| Task requirements |
The answer must be the full listing, reproduced word for word.

---------- Data listing ----------

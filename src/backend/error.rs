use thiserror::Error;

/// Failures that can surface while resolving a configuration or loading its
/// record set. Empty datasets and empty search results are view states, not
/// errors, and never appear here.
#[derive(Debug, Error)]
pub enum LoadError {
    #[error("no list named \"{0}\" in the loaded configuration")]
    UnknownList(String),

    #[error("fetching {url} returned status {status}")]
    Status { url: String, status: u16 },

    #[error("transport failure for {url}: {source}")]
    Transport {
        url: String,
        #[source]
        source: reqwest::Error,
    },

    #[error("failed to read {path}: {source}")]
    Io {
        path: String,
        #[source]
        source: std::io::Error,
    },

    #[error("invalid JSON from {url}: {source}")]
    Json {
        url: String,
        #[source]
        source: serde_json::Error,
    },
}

----------

| Task response |
filename src/backend/error.rs
use thiserror::Error;

/// Failures that can surface while resolving a configuration or loading its
/// record set. Empty datasets and empty search results are view states, not
/// errors, and never appear here.
#[derive(Debug, Error)]
pub enum LoadError {
    #[error("no list named \"{0}\" in the loaded configuration")]
    UnknownList(String),

    #[error("fetching {url} returned status {status}")]
    Status { url: String, status: u16 },

    #[error("transport failure for {url}: {source}")]
    Transport {
        url: String,
        #[source]
        source: reqwest::Error,
    },

    #[error("failed to read {path}: {source}")]
    Io {
        path: String,
        #[source]
        source: std::io::Error,
    },

    #[error("invalid JSON from {url}: {source}")]
    Json {
        url: String,
        #[source]
        source: serde_json::Error,
    },
}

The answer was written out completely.